//! Real-time collection synchronizer.
//!
//! `RealtimeCollection<T>` turns store subscriptions into typed, ordered snapshots. Views that
//! ask for the same `SubscriptionKey` through the same `SubscriptionHub` share one upstream
//! store feed; each view still owns its own `SubscriptionHandle`, and disposing it detaches
//! only that view. The upstream is closed when its last view leaves.
//!
//! Delivery guarantees:
//! - events of one upstream reach each view in store emission order, none are coalesced;
//! - once `dispose` returns, the view's callback never runs again, even for an event that
//!   was already in flight (liveness is re-checked under the per-view delivery lock);
//! - a broken feed surfaces as `CollectionEvent::Failed` and ends that subscription; nothing
//!   is retried automatically.

use std::cell::RefCell;
use std::collections::HashMap;
use std::marker::PhantomData;
use std::sync::atomic::{AtomicBool, AtomicU64, Ordering};
use std::sync::{Arc, Weak};

use parking_lot::{Mutex, ReentrantMutex};
use serde::de::DeserializeOwned;
use tokio::sync::mpsc;
use tokio::task::JoinHandle;
use tracing::{debug, info, warn};

use crate::error::{AppError, AppResult};
use crate::storage::{Document, FeedEvent, SharedDocumentStore, StoreFeed, SubscriptionKey};

/// A record together with its stable document id.
#[derive(Debug, Clone, PartialEq)]
pub struct Stored<T> {
    pub id: String,
    pub record: T,
}

/// Ordered materialization of a live query at one point in time.
#[derive(Debug, Clone, PartialEq)]
pub struct Snapshot<T> {
    key: SubscriptionKey,
    items: Vec<Stored<T>>,
}

impl<T> Snapshot<T> {
    pub fn key(&self) -> &SubscriptionKey { &self.key }
    pub fn items(&self) -> &[Stored<T>] { &self.items }
    pub fn into_items(self) -> Vec<Stored<T>> { self.items }
    pub fn len(&self) -> usize { self.items.len() }
    pub fn is_empty(&self) -> bool { self.items.is_empty() }
    pub fn iter(&self) -> impl Iterator<Item = &Stored<T>> { self.items.iter() }
    pub fn ids(&self) -> Vec<&str> { self.items.iter().map(|s| s.id.as_str()).collect() }
}

#[derive(Debug, Clone, PartialEq)]
pub enum CollectionEvent<T> {
    Snapshot(Snapshot<T>),
    /// The subscription is over; the view must stop presenting its data as live.
    Failed(AppError),
}

fn decode_snapshot<T: DeserializeOwned>(key: &SubscriptionKey, docs: &[Document]) -> AppResult<Snapshot<T>> {
    let mut ordered: Vec<Document> = docs.to_vec();
    key.sort(&mut ordered);
    let mut items = Vec::with_capacity(ordered.len());
    for doc in ordered.iter() {
        let record = doc.decode::<T>().map_err(|e| AppError::subscription("decode_failed", e.message()))?;
        items.push(Stored { id: doc.id.clone(), record });
    }
    Ok(Snapshot { key: key.clone(), items })
}

type Callback<T> = Box<dyn FnMut(CollectionEvent<T>) + Send>;

/// Untyped view of a listener, so one upstream can fan out to views of different record types.
trait Downstream: Send + Sync {
    fn id(&self) -> u64;
    fn is_alive(&self) -> bool;
    fn deliver(&self, key: &SubscriptionKey, seq: u64, event: &FeedEvent);
    fn close(&self);
}

struct Listener<T> {
    id: u64,
    alive: AtomicBool,
    /// Highest upstream sequence number handed to the callback.
    delivered: AtomicU64,
    slot: ReentrantMutex<RefCell<Option<Callback<T>>>>,
}

impl<T> Listener<T> {
    fn new(id: u64, callback: Callback<T>) -> Self {
        Self { id, alive: AtomicBool::new(true), delivered: AtomicU64::new(0), slot: ReentrantMutex::new(RefCell::new(Some(callback))) }
    }
}

impl<T: DeserializeOwned + Send + 'static> Downstream for Listener<T> {
    fn id(&self) -> u64 { self.id }

    fn is_alive(&self) -> bool { self.alive.load(Ordering::SeqCst) }

    fn deliver(&self, key: &SubscriptionKey, seq: u64, event: &FeedEvent) {
        let guard = self.slot.lock();
        if !self.is_alive() || seq <= self.delivered.load(Ordering::SeqCst) {
            return;
        }
        let Ok(mut slot) = guard.try_borrow_mut() else {
            // re-entered from inside this listener's own callback
            return;
        };
        self.delivered.store(seq, Ordering::SeqCst);
        let converted = match event {
            FeedEvent::Snapshot(docs) => match decode_snapshot::<T>(key, docs) {
                Ok(snapshot) => CollectionEvent::Snapshot(snapshot),
                Err(e) => CollectionEvent::Failed(e),
            },
            FeedEvent::Failed(e) => CollectionEvent::Failed(e.clone()),
        };
        let terminal = matches!(converted, CollectionEvent::Failed(_));
        if terminal {
            self.alive.store(false, Ordering::SeqCst);
        }
        if let Some(cb) = slot.as_mut() {
            cb(converted);
        }
        if terminal || !self.is_alive() {
            slot.take();
        }
    }

    fn close(&self) {
        self.alive.store(false, Ordering::SeqCst);
        // Waits for an in-flight delivery on another thread to finish.
        let guard = self.slot.lock();
        if let Ok(mut slot) = guard.try_borrow_mut() {
            slot.take();
        };
    }
}

struct Upstream {
    uid: u64,
    listeners: Vec<Arc<dyn Downstream>>,
    /// Latest snapshot and its sequence number, replayed to views that join later.
    last: Option<(u64, Vec<Document>)>,
    pump: JoinHandle<()>,
}

#[derive(Default)]
struct HubInner {
    upstreams: Mutex<HashMap<SubscriptionKey, Upstream>>,
    next_uid: AtomicU64,
    next_listener: AtomicU64,
}

/// Registry of shared upstream feeds, one per `SubscriptionKey`.
#[derive(Clone, Default)]
pub struct SubscriptionHub {
    inner: Arc<HubInner>,
}

impl SubscriptionHub {
    pub fn new() -> Self { Self::default() }

    /// Number of distinct live queries currently open against the store.
    pub fn upstream_count(&self) -> usize { self.inner.upstreams.lock().len() }

    /// Number of live views attached to `key`.
    pub fn view_count(&self, key: &SubscriptionKey) -> usize {
        self.inner.upstreams.lock().get(key).map(|u| u.listeners.iter().filter(|l| l.is_alive()).count()).unwrap_or(0)
    }

    fn detach(inner: &HubInner, key: &SubscriptionKey, listener_id: u64) {
        let mut map = inner.upstreams.lock();
        let Some(up) = map.get_mut(key) else { return };
        up.listeners.retain(|l| l.id() != listener_id && l.is_alive());
        if up.listeners.is_empty() {
            if let Some(up) = map.remove(key) {
                up.pump.abort();
                debug!(target: "clinic::realtime", "closed upstream '{}' uid={}", key.collection, up.uid);
            }
        }
    }

    async fn pump(hub: Weak<HubInner>, key: SubscriptionKey, uid: u64, mut feed: StoreFeed) {
        let mut seq: u64 = 0;
        loop {
            let event = match feed.next().await {
                Some(ev) => ev,
                None => FeedEvent::Failed(AppError::subscription("feed_closed", "the store closed the live query")),
            };
            seq += 1;
            let Some(inner) = hub.upgrade() else { break };
            let terminal = matches!(event, FeedEvent::Failed(_));
            let listeners = {
                let mut map = inner.upstreams.lock();
                let Some(up) = map.get_mut(&key).filter(|u| u.uid == uid) else { break };
                if let FeedEvent::Snapshot(docs) = &event {
                    up.last = Some((seq, docs.clone()));
                }
                let listeners = up.listeners.clone();
                if terminal {
                    map.remove(&key);
                }
                listeners
            };
            if let FeedEvent::Failed(e) = &event {
                warn!(target: "clinic::realtime", "live query on '{}' failed: {}", key.collection, e);
            }
            for l in listeners.iter() {
                l.deliver(&key, seq, &event);
            }
            if terminal {
                break;
            }
        }
        feed.close();
    }
}

/// View-owned subscription. Disposing is idempotent and also happens on drop, so every exit
/// path of the owning view releases it.
pub struct SubscriptionHandle {
    key: SubscriptionKey,
    listener: Arc<dyn Downstream>,
    hub: Weak<HubInner>,
    disposed: AtomicBool,
}

impl SubscriptionHandle {
    pub fn key(&self) -> &SubscriptionKey { &self.key }

    /// Still receiving events: not disposed and not ended by a failure.
    pub fn is_active(&self) -> bool { !self.disposed.load(Ordering::SeqCst) && self.listener.is_alive() }

    pub fn dispose(&self) {
        if self.disposed.swap(true, Ordering::SeqCst) {
            return;
        }
        self.listener.close();
        if let Some(inner) = self.hub.upgrade() {
            SubscriptionHub::detach(&inner, &self.key, self.listener.id());
        }
        debug!(target: "clinic::realtime", "disposed view {} on '{}'", self.listener.id(), self.key.collection);
    }
}

impl Drop for SubscriptionHandle {
    fn drop(&mut self) { self.dispose(); }
}

/// Typed access to live and one-shot reads of documents shaped like `T`.
pub struct RealtimeCollection<T> {
    store: SharedDocumentStore,
    hub: SubscriptionHub,
    _record: PhantomData<fn() -> T>,
}

impl<T> Clone for RealtimeCollection<T> {
    fn clone(&self) -> Self { Self { store: Arc::clone(&self.store), hub: self.hub.clone(), _record: PhantomData } }
}

impl<T: DeserializeOwned + Send + 'static> RealtimeCollection<T> {
    /// Collection with its own private hub.
    pub fn new(store: SharedDocumentStore) -> Self { Self::with_hub(store, SubscriptionHub::new()) }

    /// Collection sharing upstream feeds through `hub`.
    pub fn with_hub(store: SharedDocumentStore, hub: SubscriptionHub) -> Self { Self { store, hub, _record: PhantomData } }

    pub fn hub(&self) -> &SubscriptionHub { &self.hub }

    /// Open (or join) the live query for `key`. `callback` receives a full ordered snapshot on
    /// every change, or a single `Failed` if the query breaks. Must run inside a Tokio runtime.
    pub fn subscribe<F>(&self, key: SubscriptionKey, callback: F) -> AppResult<SubscriptionHandle>
    where
        F: FnMut(CollectionEvent<T>) + Send + 'static,
    {
        let inner = &self.hub.inner;
        let listener_id = inner.next_listener.fetch_add(1, Ordering::Relaxed);
        let listener: Arc<Listener<T>> = Arc::new(Listener::new(listener_id, Box::new(callback)));
        let dyn_listener: Arc<dyn Downstream> = listener.clone();

        let replay = {
            let mut map = inner.upstreams.lock();
            match map.get_mut(&key) {
                Some(up) => {
                    up.listeners.push(Arc::clone(&dyn_listener));
                    debug!(target: "clinic::realtime", "view {} joined upstream '{}' uid={}", listener_id, key.collection, up.uid);
                    up.last.clone()
                }
                None => {
                    let feed = self.store.subscribe(&key).map_err(|e| {
                        AppError::subscription("subscribe_failed".to_string(), format!("could not open live query on '{}': {}", key.collection, e.message()))
                    })?;
                    let uid = inner.next_uid.fetch_add(1, Ordering::Relaxed);
                    // The pump blocks on the hub lock until this upstream is registered.
                    let pump = tokio::spawn(SubscriptionHub::pump(Arc::downgrade(inner), key.clone(), uid, feed));
                    map.insert(key.clone(), Upstream { uid, listeners: vec![Arc::clone(&dyn_listener)], last: None, pump });
                    info!(target: "clinic::realtime", "opened upstream '{}' uid={} view={}", key.collection, uid, listener_id);
                    None
                }
            }
        };
        if let Some((seq, docs)) = replay {
            listener.deliver(&key, seq, &FeedEvent::Snapshot(docs));
        }

        Ok(SubscriptionHandle { key, listener: dyn_listener, hub: Arc::downgrade(inner), disposed: AtomicBool::new(false) })
    }

    /// Channel-based variant of `subscribe`.
    pub fn watch(&self, key: SubscriptionKey) -> AppResult<(SubscriptionHandle, mpsc::UnboundedReceiver<CollectionEvent<T>>)> {
        let (tx, rx) = mpsc::unbounded_channel();
        let handle = self.subscribe(key, move |ev| {
            let _ = tx.send(ev);
        })?;
        Ok((handle, rx))
    }

    /// Release a subscription. Same as `handle.dispose()`.
    pub fn dispose(&self, handle: &SubscriptionHandle) { handle.dispose(); }

    /// Single point read. A missing record is `NotFound`, never an empty result.
    pub async fn read_once(&self, collection: &str, id: &str) -> AppResult<Stored<T>> {
        let doc = self.store.get(collection, id).await?;
        let record = doc.decode::<T>()?;
        Ok(Stored { id: doc.id, record })
    }

    /// One-shot ordered query.
    pub async fn fetch(&self, key: &SubscriptionKey) -> AppResult<Snapshot<T>> {
        let docs = self.store.list(key).await?;
        decode_snapshot(key, &docs).map_err(|e| AppError::user("decode_failed", e.message()))
    }
}

#[cfg(test)]
#[path = "realtime_tests.rs"]
mod realtime_tests;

## [WHAT IS BEING ASKED]
Set down precisely the lines above between the line holding "fn clone(&self) ->" and the line holding "ordered snapshot on", inclusive, and nothing beyond them.

## [YOUR RESPONSE]
    fn clone(&self) -> Self { Self { store: Arc::clone(&self.store), hub: self.hub.clone(), _record: PhantomData } }
}

impl<T: DeserializeOwned + Send + 'static> RealtimeCollection<T> {
    /// Collection with its own private hub.
    pub fn new(store: SharedDocumentStore) -> Self { Self::with_hub(store, SubscriptionHub::new()) }

    /// Collection sharing upstream feeds through `hub`.
    pub fn with_hub(store: SharedDocumentStore, hub: SubscriptionHub) -> Self { Self { store, hub, _record: PhantomData } }

    pub fn hub(&self) -> &SubscriptionHub { &self.hub }

    /// Open (or join) the live query for `key`. `callback` receives a full ordered snapshot on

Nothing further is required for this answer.